We concluded with a reminder to ordinary citizens and those charged with governance of the important role each plays in promoting accountability and service delivery in their societies.

 

 

 

ACTIVITY REPORT: COMMUNITY ENGAGEMENT PLATFORM (CEP), MOROTO & NAPAK

 

In a bid to increase active citizenship on community platforms to promote accountability and service delivery, we engaged ordinary citizens and opinion leaders of Moroto and Napak districts, at village level once again. We continuously discussed the status of service delivery in these villages, with a focus on various sectors from health to education to infrastructure to security and natural resources.

 

Whereas the government has set-up interventions such as community schools, health centres, mining sites, police posts, construction of latrines in schools and drilling of boreholes, participants are constantly heavy-laden with gaps in these interventions and raised the following issues for action;

 

Lack of implementation of by-laws and ordinances with regards to households without latrines and any other places of convenience. Open defecation is still a very big problem in Karamoja region and this may cause an outbreak of cholera.

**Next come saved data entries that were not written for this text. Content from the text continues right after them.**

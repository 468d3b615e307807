//! Daraja wire types
//!
//! Request/response payloads for the Safaricom Daraja API. Field names
//! follow the gateway's PascalCase-with-ID convention exactly; the rest of
//! the engine only ever sees the neutral types from `haven_core::traits`.

use serde::{Deserialize, Serialize};

/// OAuth token response from `/oauth/v1/generate`
///
/// The gateway returns `expires_in` as a string.
#[derive(Debug, Deserialize)]
pub struct OAuthTokenResponse {
    pub access_token: String,
    pub expires_in: String,
}

/// STK push request for `/mpesa/stkpush/v1/processrequest`
#[derive(Debug, Serialize)]
pub struct StkPushRequest {
    #[serde(rename = "BusinessShortCode")]
    pub business_short_code: String,
    #[serde(rename = "Password")]
    pub password: String,
    #[serde(rename = "Timestamp")]
    pub timestamp: String,
    #[serde(rename = "TransactionType")]
    pub transaction_type: String,
    #[serde(rename = "Amount")]
    pub amount: u64,
    #[serde(rename = "PartyA")]
    pub party_a: String,
    #[serde(rename = "PartyB")]
    pub party_b: String,
    #[serde(rename = "PhoneNumber")]
    pub phone_number: String,
    #[serde(rename = "CallBackURL")]
    pub call_back_url: String,
    #[serde(rename = "AccountReference")]
    pub account_reference: String,
    #[serde(rename = "TransactionDesc")]
    pub transaction_desc: String,
}

/// STK push acknowledgement
#[derive(Debug, Deserialize)]
pub struct StkPushResponse {
    #[serde(rename = "MerchantRequestID")]
    pub merchant_request_id: String,
    #[serde(rename = "CheckoutRequestID")]
    pub checkout_request_id: String,
    #[serde(rename = "ResponseCode")]
    pub response_code: String,
    #[serde(rename = "ResponseDescription")]
    pub response_description: Option<String>,
    #[serde(rename = "CustomerMessage")]
    pub customer_message: Option<String>,
}

/// STK push status query for `/mpesa/stkpushquery/v1/query`
#[derive(Debug, Serialize)]
pub struct StkQueryRequest {
    #[serde(rename = "BusinessShortCode")]
    pub business_short_code: String,
    #[serde(rename = "Password")]
    pub password: String,
    #[serde(rename = "Timestamp")]
    pub timestamp: String,
    #[serde(rename = "CheckoutRequestID")]
    pub checkout_request_id: String,
}

/// STK push status verdict
#[derive(Debug, Deserialize)]
pub struct StkQueryResponse {
    #[serde(rename = "ResponseCode")]
    pub response_code: String,
    #[serde(rename = "ResponseDescription")]
    pub response_description: Option<String>,
    #[serde(rename = "ResultCode")]
    pub result_code: Option<String>,
    #[serde(rename = "ResultDesc")]
    pub result_desc: Option<String>,
    #[serde(rename = "MpesaReceiptNumber")]
    pub mpesa_receipt_number: Option<String>,
}

/// Callback envelope the gateway posts to the callback URL
#[derive(Debug, Deserialize)]
pub struct CallbackEnvelope {
    #[serde(rename = "Body")]
    pub body: CallbackBody,
}

/// Callback body wrapper
#[derive(Debug, Deserialize)]
pub struct CallbackBody {
    #[serde(rename = "stkCallback")]
    pub stk_callback: StkCallback,
}

/// The actual push verdict inside a callback
///
/// Unlike the query response, the callback carries `ResultCode` as a
/// number.
#[derive(Debug, Deserialize)]
pub struct StkCallback {
    #[serde(rename = "MerchantRequestID")]
    pub merchant_request_id: String,
    #[serde(rename = "CheckoutRequestID")]
    pub checkout_request_id: String,
    #[serde(rename = "ResultCode")]
    pub result_code: i64,
    #[serde(rename = "ResultDesc")]
    pub result_desc: Option<String>,
    #[serde(rename = "CallbackMetadata")]
    pub callback_metadata: Option<CallbackMetadata>,
}

/// Metadata items attached to a successful callback
#[derive(Debug, Deserialize)]
pub struct CallbackMetadata {
    #[serde(rename = "Item")]
    pub item: Vec<CallbackItem>,
}

/// One name/value metadata pair
#[derive(Debug, Deserialize)]
pub struct CallbackItem {
    #[serde(rename = "Name")]
    pub name: String,
    #[serde(rename = "Value")]
    pub value: Option<serde_json::Value>,
}

impl StkCallback {
    /// Extract a metadata value by name, stringified
    pub fn metadata_value(&self, name: &str) -> Option<String> {
        self.callback_metadata.as_ref().and_then(|meta| {
            meta.item
                .iter()
                .find(|item| item.name == name)
                .and_then(|item| item.value.as_ref())
                .map(|v| match v {
                    serde_json::Value::String(s) => s.clone(),
                    other => other.to_string(),
                })
        })
    }

    /// The receipt number, when present
    pub fn receipt(&self) -> Option<String> {
        self.metadata_value("MpesaReceiptNumber")
    }
}

/// Acknowledgement returned to the gateway for every callback
#[derive(Debug, Serialize)]
pub struct CallbackAck {
    #[serde(rename = "ResultCode")]
    pub result_code: i32,
    #[serde(rename = "ResultDesc")]
    pub result_desc: String,
}

impl CallbackAck {
    /// The gateway retries anything that is not a zero ack, so every
    /// callback is acknowledged as processed.
    pub fn ok() -> Self {
        Self {
            result_code: 0,
            result_desc: "Callback processed successfully".to_string(),
        }
    }
}

#[cfg(test)]
mod tests {
    use super::*;

    #[test]
    fn test_push_request_field_names() {
        let req = StkPushRequest {
            business_short_code: "174379".to_string(),
            password: "cGFzcw==".to_string(),
            timestamp: "20240301120000".to_string(),
            transaction_type: "CustomerPayBillOnline".to_string(),
            amount: 406,
            party_a: "254712345678".to_string(),
            party_b: "174379".to_string(),
            phone_number: "254712345678".to_string(),
            call_back_url: "https://example.com/api/v1/payments/callback".to_string(),
            account_reference: "BOOKING-BK-1".to_string(),
            transaction_desc: "Payment for booking BK-1".to_string(),
        };

        let json = serde_json::to_string(&req).unwrap();
        assert!(json.contains("\"BusinessShortCode\""));
        assert!(json.contains("\"CallBackURL\""));
        assert!(json.contains("\"Amount\":406"));
    }

    #[test]
    fn test_query_response_parsing() {
        let body = r#"{
            "ResponseCode": "0",
            "ResponseDescription": "The service request has been accepted successsfully",
            "MerchantRequestID": "22205-34066-1",
            "CheckoutRequestID": "ws_CO_13012021093521236557",
            "ResultCode": "0",
            "ResultDesc": "The service request is processed successfully.",
            "MpesaReceiptNumber": "R123"
        }"#;

        let parsed: StkQueryResponse = serde_json::from_str(body).unwrap();
        assert_eq!(parsed.response_code, "0");
        assert_eq!(parsed.result_code.as_deref(), Some("0"));
        assert_eq!(parsed.mpesa_receipt_number.as_deref(), Some("R123"));
    }

    #[test]
    fn test_callback_receipt_extraction() {
        let body = r#"{
            "Body": {
                "stkCallback": {
                    "MerchantRequestID": "29115-34620561-1",
                    "CheckoutRequestID": "ws_CO_191220191020363925",
                    "ResultCode": 0,
                    "ResultDesc": "The service request is processed successfully.",
                    "CallbackMetadata": {
                        "Item": [
                            { "Name": "Amount", "Value": 406.00 },
                            { "Name": "MpesaReceiptNumber", "Value": "NLJ7RT61SV" },
                            { "Name": "TransactionDate", "Value": 20191219102115 },
                            { "Name": "PhoneNumber", "Value": 254712345678 }
                        ]
                    }
                }
            }
        }"#;

        let parsed: CallbackEnvelope = serde_json::from_str(body).unwrap();
        let callback = parsed.body.stk_callback;
        assert_eq!(callback.result_code, 0);
        assert_eq!(callback.receipt().as_deref(), Some("NLJ7RT61SV"));
        assert_eq!(
            callback.metadata_value("PhoneNumber").as_deref(),
            Some("254712345678")
        );
    }

    #[test]
    fn test_callback_without_metadata() {
        let body = r#"{
            "Body": {
                "stkCallback": {
                    "MerchantRequestID": "29115-34620561-1",
                    "CheckoutRequestID": "ws_CO_191220191020363925",
                    "ResultCode": 1032,
                    "ResultDesc": "Request cancelled by user"
                }
            }
        }"#;

        let parsed: CallbackEnvelope = serde_json::from_str(body).unwrap();
        let callback = parsed.body.stk_callback;
        assert_eq!(callback.result_code, 1032);
        assert!(callback.receipt().is_none());
    }
}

There is a constant lack of drugs in health centres.  “We don’t have an ambulance in Rupa health centre and also the drugs are not enough, they always send us to buy from a clinic yet we don’t have money.” Participant.  In addition, the health centres are sparsely located and moreover nurses report late for duty or even don’t show up at all.

‘’No dormitories for pupils in boarding school, they study in classrooms during the day, and sleep in them at night.’’ Said a participant who also voiced that the schools are long distances for these pupils to walk to and from on a daily.

In addition, to lack of accountability from the schools to parents on the different cash and in kind contributions, such as, registration fees, medical fees, cement, there’s a gap in monitoring of schools by the school inspector because issues raised in PTA meeting reports are not addressed.

Participants acknowledged that learning materials distributed only favour children whose parents can read and write and those with illiterate parents haven’t been learning in any way.

Unfavourable conditions of fees payments and school requirements such as hand sanitisers. ‘’Schools have opened but we are conditioned to pay full fees for our children to be admitted in school despite the income drawbacks caused by COVID-19.’’

Infrastructure; Poor road network to Mussupo parish, the bridge is also down and during rainy seasons, no economic activity takes place across including pupils being blocked from going to school.

Scarcity of water; The functioning boreholes within the communities are very few compared to the populations. ‘’ Cow dams are not in place and this is causing congestion at the borehole because even cows come to drink at the borehole.’’ Consequently, Water User Committees are not performing their roles and because of that, the few boreholes available are not well maintained and are out of use.

Natural resources; Community members complained about being over worked and yet the biggest percentage of the marble and gold mined goes to the sub-county.

Security; Raring animals in the community has become a source of insecurity. ‘’Our biggest problem here is insecurity, the Gie and the Bokora are a problem, they have finished all our cows and we are left with nothing.” Participant. Corruption and high rates of bribery in the police department, resulting into unresolved cases.

Open fire exchange between police and raiders which puts lives of ordinary citizens within these areas in jeopardy.

Absenteeism of sub-county representatives. They are out of reach.

Rise in rape crimes. Cases reported are never resolved. Perpetrators are released shortly after arrests. The girls raped agonizingly live with these perpetrators in the same community.

 

Opinion leaders present, certified that as much as all these issues have been raised out of the different individual experiences, they affect the entire community and called for joint effort in improvement of service delivery in the respective areas, with citizenry attention to what should be achieved and by whom.

 

In order to further bring these to the responsiveness and action of duty bearers in Local Government, we mobilised representatives from these platforms to participate in the district dialogues.